Collected data:
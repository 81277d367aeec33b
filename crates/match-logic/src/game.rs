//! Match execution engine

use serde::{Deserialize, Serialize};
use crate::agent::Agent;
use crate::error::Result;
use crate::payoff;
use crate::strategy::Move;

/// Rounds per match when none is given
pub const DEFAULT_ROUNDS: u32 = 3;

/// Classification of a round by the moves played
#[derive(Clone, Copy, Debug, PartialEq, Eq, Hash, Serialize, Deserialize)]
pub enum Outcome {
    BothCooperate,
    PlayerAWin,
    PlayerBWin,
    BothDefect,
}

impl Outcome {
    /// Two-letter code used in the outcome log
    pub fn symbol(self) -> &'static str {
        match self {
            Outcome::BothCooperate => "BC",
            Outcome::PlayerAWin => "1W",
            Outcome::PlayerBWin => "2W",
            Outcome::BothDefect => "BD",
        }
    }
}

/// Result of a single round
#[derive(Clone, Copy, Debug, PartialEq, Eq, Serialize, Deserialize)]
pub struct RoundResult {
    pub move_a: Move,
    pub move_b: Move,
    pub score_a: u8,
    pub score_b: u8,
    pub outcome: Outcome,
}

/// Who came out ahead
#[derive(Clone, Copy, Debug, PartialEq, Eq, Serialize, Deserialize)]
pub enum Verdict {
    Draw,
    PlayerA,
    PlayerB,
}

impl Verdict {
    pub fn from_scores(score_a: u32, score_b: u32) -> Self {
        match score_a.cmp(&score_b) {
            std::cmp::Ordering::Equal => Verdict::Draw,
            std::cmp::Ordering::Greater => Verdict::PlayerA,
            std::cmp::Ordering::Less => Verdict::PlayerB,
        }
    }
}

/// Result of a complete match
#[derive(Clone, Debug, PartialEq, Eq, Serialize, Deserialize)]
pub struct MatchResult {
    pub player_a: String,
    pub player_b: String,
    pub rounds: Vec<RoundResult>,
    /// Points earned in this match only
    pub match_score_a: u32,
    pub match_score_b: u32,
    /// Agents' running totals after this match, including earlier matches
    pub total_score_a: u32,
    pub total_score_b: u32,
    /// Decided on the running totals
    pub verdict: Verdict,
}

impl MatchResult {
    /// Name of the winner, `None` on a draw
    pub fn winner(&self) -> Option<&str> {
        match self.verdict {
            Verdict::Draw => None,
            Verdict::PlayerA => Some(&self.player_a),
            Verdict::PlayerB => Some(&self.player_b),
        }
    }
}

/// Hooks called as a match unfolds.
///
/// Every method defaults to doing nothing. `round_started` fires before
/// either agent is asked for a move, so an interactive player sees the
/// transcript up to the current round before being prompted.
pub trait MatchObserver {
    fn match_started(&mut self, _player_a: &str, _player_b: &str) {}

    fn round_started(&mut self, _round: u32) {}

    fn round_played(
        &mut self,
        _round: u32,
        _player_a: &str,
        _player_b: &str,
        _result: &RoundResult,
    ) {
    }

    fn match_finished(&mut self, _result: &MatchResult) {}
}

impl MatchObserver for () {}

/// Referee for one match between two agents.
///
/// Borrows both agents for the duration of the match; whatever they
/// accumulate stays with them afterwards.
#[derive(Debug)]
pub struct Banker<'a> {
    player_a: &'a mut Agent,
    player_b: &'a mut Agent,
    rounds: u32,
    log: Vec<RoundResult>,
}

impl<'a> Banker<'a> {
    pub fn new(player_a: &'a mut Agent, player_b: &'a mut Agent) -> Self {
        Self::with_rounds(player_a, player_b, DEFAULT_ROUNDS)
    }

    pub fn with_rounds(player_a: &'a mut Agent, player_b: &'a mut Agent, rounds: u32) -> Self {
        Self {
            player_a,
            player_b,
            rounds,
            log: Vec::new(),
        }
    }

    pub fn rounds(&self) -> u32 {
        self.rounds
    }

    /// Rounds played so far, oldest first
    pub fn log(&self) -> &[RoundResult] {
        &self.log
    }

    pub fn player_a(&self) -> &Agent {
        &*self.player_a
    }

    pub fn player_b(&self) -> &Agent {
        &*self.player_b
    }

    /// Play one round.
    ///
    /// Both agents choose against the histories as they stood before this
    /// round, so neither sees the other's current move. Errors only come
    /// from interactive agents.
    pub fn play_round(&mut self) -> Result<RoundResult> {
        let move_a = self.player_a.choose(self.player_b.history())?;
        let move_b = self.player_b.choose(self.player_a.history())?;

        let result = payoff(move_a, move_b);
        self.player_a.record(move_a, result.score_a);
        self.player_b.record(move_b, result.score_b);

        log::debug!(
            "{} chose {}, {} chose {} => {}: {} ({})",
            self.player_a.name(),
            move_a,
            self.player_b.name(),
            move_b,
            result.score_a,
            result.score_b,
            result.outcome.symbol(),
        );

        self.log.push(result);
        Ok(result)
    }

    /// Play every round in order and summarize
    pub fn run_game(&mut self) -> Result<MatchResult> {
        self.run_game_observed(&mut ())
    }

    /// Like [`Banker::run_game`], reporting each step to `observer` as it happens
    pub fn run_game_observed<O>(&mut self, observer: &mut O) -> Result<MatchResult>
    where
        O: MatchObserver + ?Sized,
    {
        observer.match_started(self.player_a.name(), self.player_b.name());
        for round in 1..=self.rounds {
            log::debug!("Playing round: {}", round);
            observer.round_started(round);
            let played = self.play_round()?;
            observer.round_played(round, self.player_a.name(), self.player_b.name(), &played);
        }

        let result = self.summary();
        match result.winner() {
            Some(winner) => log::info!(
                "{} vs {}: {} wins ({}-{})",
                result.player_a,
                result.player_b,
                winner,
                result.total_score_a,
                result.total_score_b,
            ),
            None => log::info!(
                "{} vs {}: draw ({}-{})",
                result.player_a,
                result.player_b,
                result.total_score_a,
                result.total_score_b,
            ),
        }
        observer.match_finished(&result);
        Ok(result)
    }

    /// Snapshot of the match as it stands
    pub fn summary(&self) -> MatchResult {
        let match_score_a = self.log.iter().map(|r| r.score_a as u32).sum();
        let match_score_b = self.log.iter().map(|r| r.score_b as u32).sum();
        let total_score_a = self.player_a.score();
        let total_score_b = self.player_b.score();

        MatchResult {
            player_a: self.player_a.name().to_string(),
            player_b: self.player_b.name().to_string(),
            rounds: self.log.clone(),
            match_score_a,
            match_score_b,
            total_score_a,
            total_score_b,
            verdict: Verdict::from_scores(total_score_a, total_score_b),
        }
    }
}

* * *

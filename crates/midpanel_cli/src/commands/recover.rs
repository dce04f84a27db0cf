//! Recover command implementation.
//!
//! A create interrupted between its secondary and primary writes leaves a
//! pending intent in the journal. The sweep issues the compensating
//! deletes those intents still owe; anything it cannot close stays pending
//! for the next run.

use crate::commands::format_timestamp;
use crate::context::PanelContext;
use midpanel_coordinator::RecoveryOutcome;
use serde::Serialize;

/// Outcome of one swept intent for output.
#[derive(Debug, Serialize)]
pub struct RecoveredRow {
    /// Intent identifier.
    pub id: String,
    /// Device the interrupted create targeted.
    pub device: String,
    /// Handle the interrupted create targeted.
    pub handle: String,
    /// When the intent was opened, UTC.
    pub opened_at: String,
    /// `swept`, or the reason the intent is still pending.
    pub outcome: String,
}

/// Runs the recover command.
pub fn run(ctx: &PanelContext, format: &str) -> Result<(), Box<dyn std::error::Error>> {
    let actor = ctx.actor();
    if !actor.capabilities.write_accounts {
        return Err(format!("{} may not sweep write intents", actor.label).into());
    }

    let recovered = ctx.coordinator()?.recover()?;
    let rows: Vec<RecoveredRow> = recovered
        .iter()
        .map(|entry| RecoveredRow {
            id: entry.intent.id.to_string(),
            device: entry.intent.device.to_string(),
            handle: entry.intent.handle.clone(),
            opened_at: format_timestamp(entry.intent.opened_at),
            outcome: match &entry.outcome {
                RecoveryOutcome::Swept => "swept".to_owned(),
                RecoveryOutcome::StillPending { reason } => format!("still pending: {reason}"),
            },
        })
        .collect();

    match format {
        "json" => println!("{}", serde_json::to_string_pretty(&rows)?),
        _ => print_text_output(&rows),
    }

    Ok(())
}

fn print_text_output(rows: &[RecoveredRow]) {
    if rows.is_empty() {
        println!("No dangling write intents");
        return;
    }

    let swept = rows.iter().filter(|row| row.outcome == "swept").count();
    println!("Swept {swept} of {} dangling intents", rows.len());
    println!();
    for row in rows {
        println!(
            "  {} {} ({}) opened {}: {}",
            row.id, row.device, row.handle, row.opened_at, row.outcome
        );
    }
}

--

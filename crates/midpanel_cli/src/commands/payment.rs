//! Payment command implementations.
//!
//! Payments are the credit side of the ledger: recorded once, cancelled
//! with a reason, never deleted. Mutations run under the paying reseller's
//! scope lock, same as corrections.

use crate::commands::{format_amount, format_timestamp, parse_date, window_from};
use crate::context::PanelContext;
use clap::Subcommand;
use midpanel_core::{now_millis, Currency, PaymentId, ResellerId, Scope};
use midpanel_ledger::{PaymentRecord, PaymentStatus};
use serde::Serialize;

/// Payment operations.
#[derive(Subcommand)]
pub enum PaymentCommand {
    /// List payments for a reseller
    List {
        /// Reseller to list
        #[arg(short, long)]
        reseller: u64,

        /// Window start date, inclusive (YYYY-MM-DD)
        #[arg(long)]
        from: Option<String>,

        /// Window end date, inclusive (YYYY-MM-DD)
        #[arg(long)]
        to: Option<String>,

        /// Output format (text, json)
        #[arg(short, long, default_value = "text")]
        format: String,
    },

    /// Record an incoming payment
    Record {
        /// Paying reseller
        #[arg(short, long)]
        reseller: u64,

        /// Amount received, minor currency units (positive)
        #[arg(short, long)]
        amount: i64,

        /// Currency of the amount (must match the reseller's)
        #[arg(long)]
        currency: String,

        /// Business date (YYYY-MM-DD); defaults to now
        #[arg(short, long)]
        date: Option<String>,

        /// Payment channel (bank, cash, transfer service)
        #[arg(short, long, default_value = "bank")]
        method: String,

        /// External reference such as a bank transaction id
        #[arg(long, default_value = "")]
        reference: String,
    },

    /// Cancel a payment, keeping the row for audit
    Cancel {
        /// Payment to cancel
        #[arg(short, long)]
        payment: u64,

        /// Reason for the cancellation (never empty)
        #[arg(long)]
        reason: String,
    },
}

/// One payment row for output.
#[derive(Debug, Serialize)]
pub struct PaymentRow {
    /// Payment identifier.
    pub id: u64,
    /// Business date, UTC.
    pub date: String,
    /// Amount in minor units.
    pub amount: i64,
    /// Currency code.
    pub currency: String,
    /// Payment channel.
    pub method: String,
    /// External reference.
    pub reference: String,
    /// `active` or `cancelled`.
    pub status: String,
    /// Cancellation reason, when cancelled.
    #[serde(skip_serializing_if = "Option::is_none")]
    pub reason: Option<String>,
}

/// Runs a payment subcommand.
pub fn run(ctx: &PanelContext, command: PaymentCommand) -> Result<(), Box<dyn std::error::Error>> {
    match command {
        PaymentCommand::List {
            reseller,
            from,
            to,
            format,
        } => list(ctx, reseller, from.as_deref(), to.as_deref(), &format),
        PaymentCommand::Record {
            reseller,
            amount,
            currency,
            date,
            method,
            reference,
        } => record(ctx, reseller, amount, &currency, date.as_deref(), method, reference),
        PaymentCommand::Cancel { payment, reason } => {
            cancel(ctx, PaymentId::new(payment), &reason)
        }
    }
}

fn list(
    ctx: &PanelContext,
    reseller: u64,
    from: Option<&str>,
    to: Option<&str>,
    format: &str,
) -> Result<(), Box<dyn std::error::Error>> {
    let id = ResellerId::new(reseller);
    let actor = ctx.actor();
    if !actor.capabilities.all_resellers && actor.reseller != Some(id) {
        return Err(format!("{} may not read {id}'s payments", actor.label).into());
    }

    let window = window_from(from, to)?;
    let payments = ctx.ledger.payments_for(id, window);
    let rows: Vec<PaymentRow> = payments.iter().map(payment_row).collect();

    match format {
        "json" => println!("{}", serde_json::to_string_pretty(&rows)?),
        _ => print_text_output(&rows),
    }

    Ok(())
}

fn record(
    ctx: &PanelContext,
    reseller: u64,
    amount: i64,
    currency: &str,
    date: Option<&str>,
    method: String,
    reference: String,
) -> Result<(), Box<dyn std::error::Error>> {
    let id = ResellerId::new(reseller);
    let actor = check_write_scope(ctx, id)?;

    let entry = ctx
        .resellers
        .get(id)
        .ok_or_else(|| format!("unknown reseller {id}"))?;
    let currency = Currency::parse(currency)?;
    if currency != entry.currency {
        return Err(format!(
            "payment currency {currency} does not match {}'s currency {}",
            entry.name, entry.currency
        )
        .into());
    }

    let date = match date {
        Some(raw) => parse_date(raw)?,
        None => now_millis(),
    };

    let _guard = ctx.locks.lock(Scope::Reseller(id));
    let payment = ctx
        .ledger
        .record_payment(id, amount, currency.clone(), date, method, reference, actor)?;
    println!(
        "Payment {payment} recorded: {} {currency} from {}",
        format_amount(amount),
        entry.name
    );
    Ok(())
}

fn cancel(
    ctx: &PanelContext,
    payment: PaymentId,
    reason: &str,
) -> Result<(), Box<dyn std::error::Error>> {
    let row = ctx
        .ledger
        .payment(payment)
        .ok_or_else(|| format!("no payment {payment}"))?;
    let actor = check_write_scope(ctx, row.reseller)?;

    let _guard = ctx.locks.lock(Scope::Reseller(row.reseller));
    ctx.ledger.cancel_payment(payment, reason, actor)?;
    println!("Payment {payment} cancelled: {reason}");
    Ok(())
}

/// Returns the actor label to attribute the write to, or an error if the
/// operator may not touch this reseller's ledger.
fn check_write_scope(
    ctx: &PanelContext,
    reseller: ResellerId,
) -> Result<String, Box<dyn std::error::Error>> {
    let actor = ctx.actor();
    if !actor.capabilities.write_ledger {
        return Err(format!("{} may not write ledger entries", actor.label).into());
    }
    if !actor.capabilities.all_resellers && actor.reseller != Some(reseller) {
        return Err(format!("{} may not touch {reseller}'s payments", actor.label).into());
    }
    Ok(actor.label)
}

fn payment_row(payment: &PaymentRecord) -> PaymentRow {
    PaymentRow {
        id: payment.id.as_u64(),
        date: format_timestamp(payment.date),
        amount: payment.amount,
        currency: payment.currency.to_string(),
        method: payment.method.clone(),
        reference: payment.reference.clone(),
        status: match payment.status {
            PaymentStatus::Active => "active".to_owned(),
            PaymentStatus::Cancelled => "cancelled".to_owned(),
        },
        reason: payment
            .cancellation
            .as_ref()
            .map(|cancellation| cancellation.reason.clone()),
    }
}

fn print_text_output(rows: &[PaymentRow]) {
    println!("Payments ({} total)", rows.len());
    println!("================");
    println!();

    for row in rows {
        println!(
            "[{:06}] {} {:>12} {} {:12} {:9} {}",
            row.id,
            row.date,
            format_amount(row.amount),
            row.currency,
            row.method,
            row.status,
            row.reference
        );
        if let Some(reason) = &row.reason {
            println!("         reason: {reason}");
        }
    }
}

■ Exercise
Make a list of all lines in the data that contain "repository".

■ Solution
repository 81277d367aeec33b
repository dce04f84a27db0cf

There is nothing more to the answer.